Today is Ada Lovelace day. For more about the event, check out the post Liss wrote over at Shakesville. Otherwise: Ada Lovelace helped program the first computer-ancestors, and today is “an international day of blogging to draw attention to women excelling in technology.” Bloggers around the world are posting about a woman of their choice in technology.
After thinking about it, I decided not to just pick a random woman I didn’t know much about and post about it here, since it seemed sort of irrelevant to the Red Pen Brigade mission. So instead I’ve decided to point whatever readers I have over to one of the coolest websites to which I’ve ever been priveledged to contribute: The Women’s Genre Fiction Project at Emory University.
The WGFP has preserved hundreds of “women’s literature” publications by women written between the mid-1800s and the 1920s. The books vary in quality and significance, but they’re all fascinating and fun. Plus, as a double-whammy for today, the project was heavily driven by several very strong, imaginative, determined women in Emory’s digital technology stable.

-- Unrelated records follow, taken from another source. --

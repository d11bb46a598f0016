//! # Wallet Store
//!
//! PostgreSQL persistence for monetary wallets and their transactions.
//!
//! The crate is split into a connection gateway and the repositories built on
//! top of it:
//!
//! - [`db`]: pool configuration, the [`db::Database`] gateway (scoped
//!   connections and transactions with per-call timeouts), store error
//!   classification, schema setup and the repository traits.
//! - [`wallet`]: entities (`Wallet`, `Transaction`), wallet errors and the
//!   PostgreSQL repository implementations.
//!
//! Balances are `rust_decimal::Decimal` end to end; no floating-point type is
//! involved at any boundary.

/// Connection gateway, configuration and repository traits.
pub mod db;

/// Wallet and transaction entities and repositories.
pub mod wallet;

pub use db::{Database, DatabaseConfig, TransactionRepository, WalletRepository};
pub use wallet::{PgTransactionRepository, PgWalletRepository, Wallet, WalletError};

I really enjoyed serving as a copy editor (hey RPB tie!) for the project for a few years — especially the time my text featured a hero named Denis and the capturing process had digitized it every single time as a reference to the male sexual organ. 🙂
So anyway: check the site out. Also check out Emory’s Women Writers Resource Project and the other collections, including the WWI postcards and poetry(I did a lot of the WWI stuff and the poems are really a remarkable read). Celebrate the persistence of women in technology and in writing. And happy Ada Lovelace day!